#### GIVEN ENTRIES
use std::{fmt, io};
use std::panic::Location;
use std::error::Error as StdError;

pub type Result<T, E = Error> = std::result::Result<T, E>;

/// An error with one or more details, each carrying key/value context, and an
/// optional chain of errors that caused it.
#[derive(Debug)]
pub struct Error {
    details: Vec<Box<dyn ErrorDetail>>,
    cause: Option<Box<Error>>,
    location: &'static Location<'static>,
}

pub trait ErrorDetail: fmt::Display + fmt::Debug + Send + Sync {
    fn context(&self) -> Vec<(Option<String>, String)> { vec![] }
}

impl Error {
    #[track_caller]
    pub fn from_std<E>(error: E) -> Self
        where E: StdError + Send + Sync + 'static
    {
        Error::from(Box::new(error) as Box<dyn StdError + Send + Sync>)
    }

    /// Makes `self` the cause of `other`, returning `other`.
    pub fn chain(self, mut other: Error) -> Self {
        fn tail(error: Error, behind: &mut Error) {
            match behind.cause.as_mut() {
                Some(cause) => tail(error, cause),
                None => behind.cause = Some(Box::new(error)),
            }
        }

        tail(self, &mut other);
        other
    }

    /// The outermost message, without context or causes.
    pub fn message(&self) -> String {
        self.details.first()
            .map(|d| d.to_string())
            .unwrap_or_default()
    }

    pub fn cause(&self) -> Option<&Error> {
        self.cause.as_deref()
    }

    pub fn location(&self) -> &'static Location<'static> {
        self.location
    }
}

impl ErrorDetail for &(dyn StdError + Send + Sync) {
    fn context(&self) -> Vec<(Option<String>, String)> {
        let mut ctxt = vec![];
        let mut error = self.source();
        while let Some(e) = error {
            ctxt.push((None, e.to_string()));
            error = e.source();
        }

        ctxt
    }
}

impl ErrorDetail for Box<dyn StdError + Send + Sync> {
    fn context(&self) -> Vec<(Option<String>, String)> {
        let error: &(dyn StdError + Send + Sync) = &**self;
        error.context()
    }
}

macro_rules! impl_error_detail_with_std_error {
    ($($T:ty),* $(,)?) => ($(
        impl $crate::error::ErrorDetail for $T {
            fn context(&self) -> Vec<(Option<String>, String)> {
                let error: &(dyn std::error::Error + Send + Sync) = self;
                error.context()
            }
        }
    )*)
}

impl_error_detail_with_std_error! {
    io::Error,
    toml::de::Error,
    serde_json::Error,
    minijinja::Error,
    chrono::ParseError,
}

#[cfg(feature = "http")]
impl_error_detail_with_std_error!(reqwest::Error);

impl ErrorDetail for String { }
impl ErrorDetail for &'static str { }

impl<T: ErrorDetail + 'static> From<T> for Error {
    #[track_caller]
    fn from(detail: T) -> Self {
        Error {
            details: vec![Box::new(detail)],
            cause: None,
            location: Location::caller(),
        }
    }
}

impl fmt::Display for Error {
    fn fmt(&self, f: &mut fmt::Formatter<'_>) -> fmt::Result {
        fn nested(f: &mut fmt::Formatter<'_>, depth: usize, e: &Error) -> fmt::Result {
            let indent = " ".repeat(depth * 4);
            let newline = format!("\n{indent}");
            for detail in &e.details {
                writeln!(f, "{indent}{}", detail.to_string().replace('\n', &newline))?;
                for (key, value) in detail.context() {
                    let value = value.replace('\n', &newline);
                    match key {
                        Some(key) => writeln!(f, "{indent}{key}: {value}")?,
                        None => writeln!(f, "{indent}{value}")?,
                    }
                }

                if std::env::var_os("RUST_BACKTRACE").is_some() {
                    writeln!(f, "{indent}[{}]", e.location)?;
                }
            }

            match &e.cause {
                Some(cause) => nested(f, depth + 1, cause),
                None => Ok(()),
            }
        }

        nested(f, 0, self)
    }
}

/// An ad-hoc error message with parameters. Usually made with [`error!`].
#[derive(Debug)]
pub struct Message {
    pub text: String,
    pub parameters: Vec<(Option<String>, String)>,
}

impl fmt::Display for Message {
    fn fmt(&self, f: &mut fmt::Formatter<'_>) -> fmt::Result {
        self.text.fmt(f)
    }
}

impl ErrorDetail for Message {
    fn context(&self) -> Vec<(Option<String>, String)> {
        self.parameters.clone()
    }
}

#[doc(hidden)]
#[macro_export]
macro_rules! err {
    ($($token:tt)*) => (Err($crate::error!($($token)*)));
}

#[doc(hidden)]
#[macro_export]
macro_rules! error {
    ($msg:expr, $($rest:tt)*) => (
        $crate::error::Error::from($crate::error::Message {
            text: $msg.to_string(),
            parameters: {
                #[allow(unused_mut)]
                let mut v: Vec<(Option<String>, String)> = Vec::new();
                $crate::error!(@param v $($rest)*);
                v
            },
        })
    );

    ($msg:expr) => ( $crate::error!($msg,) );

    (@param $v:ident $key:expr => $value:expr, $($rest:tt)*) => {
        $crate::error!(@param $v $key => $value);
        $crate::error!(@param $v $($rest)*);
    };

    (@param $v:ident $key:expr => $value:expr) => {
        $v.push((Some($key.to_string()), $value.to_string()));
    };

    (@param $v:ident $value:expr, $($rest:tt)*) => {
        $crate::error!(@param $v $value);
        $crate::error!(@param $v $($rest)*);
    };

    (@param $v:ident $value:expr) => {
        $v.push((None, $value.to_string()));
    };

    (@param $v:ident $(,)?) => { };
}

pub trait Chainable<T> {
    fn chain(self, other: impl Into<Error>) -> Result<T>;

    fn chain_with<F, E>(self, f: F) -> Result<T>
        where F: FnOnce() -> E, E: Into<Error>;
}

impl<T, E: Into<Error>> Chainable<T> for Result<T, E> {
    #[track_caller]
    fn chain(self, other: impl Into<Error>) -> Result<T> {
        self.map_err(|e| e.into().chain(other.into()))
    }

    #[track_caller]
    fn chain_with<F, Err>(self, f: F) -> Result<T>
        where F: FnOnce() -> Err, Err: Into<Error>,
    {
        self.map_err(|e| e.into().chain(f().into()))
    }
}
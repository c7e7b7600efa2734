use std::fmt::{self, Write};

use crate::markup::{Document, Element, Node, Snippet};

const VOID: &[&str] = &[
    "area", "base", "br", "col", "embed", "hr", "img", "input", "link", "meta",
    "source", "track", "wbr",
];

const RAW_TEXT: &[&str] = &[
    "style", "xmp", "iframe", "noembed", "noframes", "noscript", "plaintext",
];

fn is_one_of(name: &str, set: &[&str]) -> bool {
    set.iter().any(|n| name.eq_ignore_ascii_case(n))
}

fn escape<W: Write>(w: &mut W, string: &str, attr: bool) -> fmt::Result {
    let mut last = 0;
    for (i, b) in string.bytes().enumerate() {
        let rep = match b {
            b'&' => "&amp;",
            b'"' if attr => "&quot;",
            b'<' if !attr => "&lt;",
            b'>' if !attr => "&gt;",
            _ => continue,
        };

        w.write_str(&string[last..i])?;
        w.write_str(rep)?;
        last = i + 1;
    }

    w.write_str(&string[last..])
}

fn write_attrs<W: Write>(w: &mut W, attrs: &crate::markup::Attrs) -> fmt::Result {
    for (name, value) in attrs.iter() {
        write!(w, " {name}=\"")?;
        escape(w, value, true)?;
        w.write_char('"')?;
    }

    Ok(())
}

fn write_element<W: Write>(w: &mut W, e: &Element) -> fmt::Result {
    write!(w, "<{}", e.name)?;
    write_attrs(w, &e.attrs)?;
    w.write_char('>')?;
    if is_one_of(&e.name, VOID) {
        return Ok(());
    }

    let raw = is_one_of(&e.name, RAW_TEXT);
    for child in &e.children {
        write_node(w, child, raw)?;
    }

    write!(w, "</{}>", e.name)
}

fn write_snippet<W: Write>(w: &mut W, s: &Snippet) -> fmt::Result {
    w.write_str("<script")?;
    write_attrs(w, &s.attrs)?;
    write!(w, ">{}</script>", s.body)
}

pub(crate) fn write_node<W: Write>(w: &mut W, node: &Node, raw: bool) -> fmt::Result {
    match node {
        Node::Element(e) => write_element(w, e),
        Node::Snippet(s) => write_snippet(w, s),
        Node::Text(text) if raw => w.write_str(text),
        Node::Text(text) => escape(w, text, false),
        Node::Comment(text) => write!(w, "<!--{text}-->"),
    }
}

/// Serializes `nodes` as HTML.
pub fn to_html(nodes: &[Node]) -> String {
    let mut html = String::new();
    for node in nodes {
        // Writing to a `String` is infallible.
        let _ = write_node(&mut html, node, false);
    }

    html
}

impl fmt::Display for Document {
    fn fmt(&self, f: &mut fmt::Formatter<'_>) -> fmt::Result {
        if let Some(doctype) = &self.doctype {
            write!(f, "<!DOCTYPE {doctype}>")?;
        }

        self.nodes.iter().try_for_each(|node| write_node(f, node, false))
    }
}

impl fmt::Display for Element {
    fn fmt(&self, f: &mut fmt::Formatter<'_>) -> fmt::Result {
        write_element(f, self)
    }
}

#### WORK ORDER
The word is "iter". Copy every line above where it appears.

#### TASK RESULT
    set.iter().any(|n| name.eq_ignore_ascii_case(n))
    for (name, value) in attrs.iter() {
        self.nodes.iter().try_for_each(|node| write_node(f, node, false))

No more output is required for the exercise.